The written word - especially the handwritten word - excites me. The artistic part of me revels in calligraphy and hand lettering, in choosing the pen and ink and style and canvas that best augments the words themselves. The Sherlock-Holmes part of me is fascinated by handwriting analysis, and the ability to gauge mood and temperament and so much about a person and the kind of day they were having just by their penmanship. There is more ability to accurately read between the lines and far less danger of misunderstanding through the handwritten note, I think, than through any digital (even typed and printed) form of communication.

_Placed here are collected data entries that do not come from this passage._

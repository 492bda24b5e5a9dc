/// Database layer
///
/// - `pool`: PostgreSQL connection pool with health check
/// - `migrations`: embedded migration runner
///
/// Queries live next to the models in [`crate::models`]; the Postgres store
/// in [`crate::store::postgres`] composes them into transactions.

pub mod migrations;
pub mod pool;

And in a world where it is so easy to fire off a hastily typed reply without having fully comprehended the other's point or had time to accurately word your own perspective, misunderstanding is sadly prevalent. If we would slow down... look through another's eyes... carefully phrase our own view and articulate it with kindness and mutual respect... I think we'd all find that there are less things to disagree about than we think there are. Ms Shepherd chose her title very well - the art of the handwritten note is in danger of being lost and so must be reclaimed, and with it the respectfully openminded ability to fully and lovingly express ideas.
I'm linking up with Kaitlyn Bouchillon to write about the written word - and joining other #fmfpartysnailmail ladies in this and in the joy of sending and receiving folded rectangles of handwritten encouragement every week.